Grindhouse: Doors Open at Midnight first brought alien bee-women to a suburban desert town, now in the second story, “Prison Ship Antares,” women prisoners are sent into space as explorers. The second story in the series is not connected to the first two issues, but it still oozes that shocking grindhouse style.

This particular entry evokes the style of 70s exploitation films like Women in Cages and The Big Doll House – but this story is in space. Alex De Campi has really made a strange creation this time ’round; it’s full of the same kind of colour characters that those movies were built on.

As in many of the “women in prison” films, the comic is filled with dire situations – and plenty of women who are ready to overcome them. De Campi proves her point that society would rather hide away its criminals than face the realities of society. So why not send prisoners off into space?

“Where could we find brave men willing to spend the rest of their lives traversing the cold vacuum of space? Men willing to leave behind bright futures on Earth for the tedium and danger of a cramped spaceship?” 

Some time in the distant future, the spacecraft Antares is headed to the nearest earth-like planet. It is nearly 20 years of travel away – not exactly a trip many would sign up their lives for. So the women prisoners of earth are sent out instead. Unfortunately for the girls, their warden is Kalinka. She’s a brutal bitch who is hellbent on ‘purifying’ the women aboard. And this little plan doesn’t include Bible study.

As the treatment begins to worsen on Antares, it’s up to the prisoners to set aside their differences and ban together to take command of their own lives. Fraser’s panels are fantastic. They’re full of power. During the climax of the story, he makes all the action count.

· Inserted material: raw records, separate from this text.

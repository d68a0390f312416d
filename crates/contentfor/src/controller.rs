//! Per-request controllers.
//!
//! [`Controller`] is the base every action works with: the controller and
//! action names, the request, the render arguments and the shared
//! [`Views`]. [`LayoutController`] adds layouts and named content regions
//! on top of it.
//!
//! # Example
//!
//! ```rust,ignore
//! fn show(c: &mut LayoutController) -> ActionOutcome {
//!     let hotel = find_hotel()?;
//!     c.layout("booking.html");
//!     c.content_for("sidebar", "hotel_sidebar.html")?;
//!     Ok(c.render(RenderArgs::new().with("hotel", hotel)))
//! }
//! ```
//!
//! With the default `html` format this renders `Hotels/Show.html` inside
//! `booking.html`, and the layout can call `yield("sidebar")` to place
//! `Hotels/hotel_sidebar.html` (or a top-level `hotel_sidebar.html`).

use std::collections::BTreeMap;
use std::error::Error;
use std::ops::{Deref, DerefMut};
use std::sync::Arc;

use contentfor_render::{RenderArgs, TemplateHandle, TemplateSet};

use crate::error::LayoutError;
use crate::layout_result::RenderLayoutResult;
use crate::response::Request;
use crate::result::{ActionResult, ErrorResult};
use crate::views::Views;

/// The per-request controller state shared by every action.
#[derive(Debug)]
pub struct Controller {
    /// Controller name, used as the template directory (`Hotels`).
    pub name: String,
    /// Action name, used as the template file stem (`Show`).
    pub action: String,
    pub request: Request,
    pub render_args: RenderArgs,
    views: Arc<Views>,
}

impl Controller {
    pub fn new(
        views: Arc<Views>,
        name: impl Into<String>,
        action: impl Into<String>,
        request: Request,
    ) -> Self {
        Self {
            name: name.into(),
            action: action.into(),
            request,
            render_args: RenderArgs::new(),
            views,
        }
    }

    pub fn views(&self) -> &Arc<Views> {
        &self.views
    }

    /// The action's own template: `<Controller>/<Action>.<format>`.
    pub fn template_path(&self) -> String {
        format!("{}/{}.{}", self.name, self.action, self.request.format)
    }

    /// Renders `path` from the view templates without a layout.
    pub fn render_template(&self, path: &str) -> Box<dyn ActionResult> {
        self.render_template_with_content(path, BTreeMap::new())
    }

    pub(crate) fn render_template_with_content(
        &self,
        path: &str,
        content: BTreeMap<String, TemplateHandle>,
    ) -> Box<dyn ActionResult> {
        match self.views.templates().template(path) {
            Ok(template) => Box::new(RenderLayoutResult::new(
                template,
                None,
                self.render_args.clone(),
                content,
                Arc::clone(&self.views),
            )),
            Err(err) => self.render_error(&err),
        }
    }

    /// A 500 error page describing `err`.
    pub fn render_error(&self, err: &dyn Error) -> Box<dyn ActionResult> {
        tracing::error!(
            controller = %self.name,
            action = %self.action,
            error = %err,
            "action failed"
        );
        let error = self.views.source_error("Template Error", err);
        Box::new(
            ErrorResult::new(self.render_args.clone(), error)
                .with_templates(Arc::clone(self.views.templates())),
        )
    }
}

/// A controller that renders inside layouts and fills named content regions.
///
/// Dereferences to the wrapped [`Controller`].
#[derive(Debug)]
pub struct LayoutController {
    pub controller: Controller,
    /// Content registered with [`content_for`](Self::content_for), by yield name.
    pub render_tmpl: BTreeMap<String, TemplateHandle>,
    /// Layout chosen with [`layout`](Self::layout).
    pub layout_path: Option<String>,
    no_layout: bool,
}

impl LayoutController {
    pub fn new(controller: Controller) -> Self {
        Self {
            controller,
            render_tmpl: BTreeMap::new(),
            layout_path: None,
            no_layout: false,
        }
    }

    /// Chooses the layout for this request. An empty name disables layouts.
    pub fn layout(&mut self, name: &str) {
        if name.is_empty() {
            self.no_layout = true;
        } else {
            self.layout_path = Some(name.to_string());
        }
    }

    /// Whether layouts were disabled with `layout("")`.
    pub fn no_layout(&self) -> bool {
        self.no_layout
    }

    /// Registers `template_name` as the content of the `yield_name` region.
    ///
    /// The name is looked up as given, then under the controller's own
    /// directory (`<Controller>/<template_name>`).
    ///
    /// # Errors
    ///
    /// Returns [`LayoutError::ContentNotFound`] if neither name resolves.
    pub fn content_for(&mut self, yield_name: &str, template_name: &str) -> Result<(), LayoutError> {
        let templates = self.controller.views.templates();
        let scoped = format!("{}/{}", self.controller.name, template_name);
        let template = templates
            .template(template_name)
            .or_else(|_| templates.template(&scoped))
            .map_err(|_| LayoutError::ContentNotFound {
                yield_name: yield_name.to_string(),
                template: template_name.to_string(),
            })?;

        tracing::debug!(yield_name, template = template.name(), "registered content");
        self.render_tmpl.insert(yield_name.to_string(), template);
        Ok(())
    }

    /// Renders the action's template, inside a layout when one applies.
    ///
    /// `args` are merged into the render arguments. The layout is skipped
    /// when layouts were disabled, or when none was chosen and the request
    /// format has no default layout.
    pub fn render(&mut self, args: RenderArgs) -> Box<dyn ActionResult> {
        self.controller.render_args.extend(args);
        let path = self.controller.template_path();

        let default_layout = self
            .controller
            .views
            .config()
            .default_layout(&self.controller.request.format)
            .map(str::to_string);
        if self.no_layout || (self.layout_path.is_none() && default_layout.is_none()) {
            return self
                .controller
                .render_template_with_content(&path, self.render_tmpl.clone());
        }

        if self.layout_path.is_none() {
            self.layout_path = default_layout;
        }
        self.render_template_with_layout(&path)
    }

    /// Renders `path` inside the chosen layout.
    ///
    /// Falls back to the format's default layout when none was chosen; with
    /// neither, the result is an error page.
    pub fn render_template_with_layout(&mut self, path: &str) -> Box<dyn ActionResult> {
        match self.prepare_layout_render(path) {
            Ok(result) => Box::new(result),
            Err(err) => self.controller.render_error(&err),
        }
    }

    fn prepare_layout_render(&mut self, path: &str) -> Result<RenderLayoutResult, LayoutError> {
        let views = Arc::clone(&self.controller.views);
        let layouts = views.layouts()?;
        let template = views.templates().template(path)?;

        let format = &self.controller.request.format;
        let layout_name = match &self.layout_path {
            Some(name) => name.clone(),
            None => views
                .config()
                .default_layout(format)
                .map(str::to_string)
                .ok_or_else(|| LayoutError::NoLayout {
                    format: format.clone(),
                })?,
        };
        let layout = resolve_layout(layouts, &layout_name, format)?;
        self.layout_path = Some(layout_name);

        Ok(RenderLayoutResult::new(
            template,
            Some(layout),
            self.controller.render_args.clone(),
            self.render_tmpl.clone(),
            views,
        ))
    }
}

/// Looks a layout up by name, then with `.<format>` appended.
fn resolve_layout(
    layouts: &Arc<TemplateSet>,
    name: &str,
    format: &str,
) -> Result<TemplateHandle, LayoutError> {
    layouts
        .template(name)
        .or_else(|_| layouts.template(&format!("{}.{}", name, format)))
        .map_err(|_| LayoutError::LayoutNotFound {
            name: name.to_string(),
        })
}

impl Deref for LayoutController {
    type Target = Controller;

    fn deref(&self) -> &Controller {
        &self.controller
    }
}

impl DerefMut for LayoutController {
    fn deref_mut(&mut self) -> &mut Controller {
        &mut self.controller
    }
}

“Prison Ship” is probably stronger than “Bee Vixens” story wise. The big-budget idea is really fun. The writing is really quick-witted. Although the scenes can be a bit crass, it doesn’t linger too long to feel uncomfortable or forced. That being said, there isn’t any single character in either issue here who is cooler than Officer Garcia. Like “Bee Vixens,” though, this won’t be a story for everyone.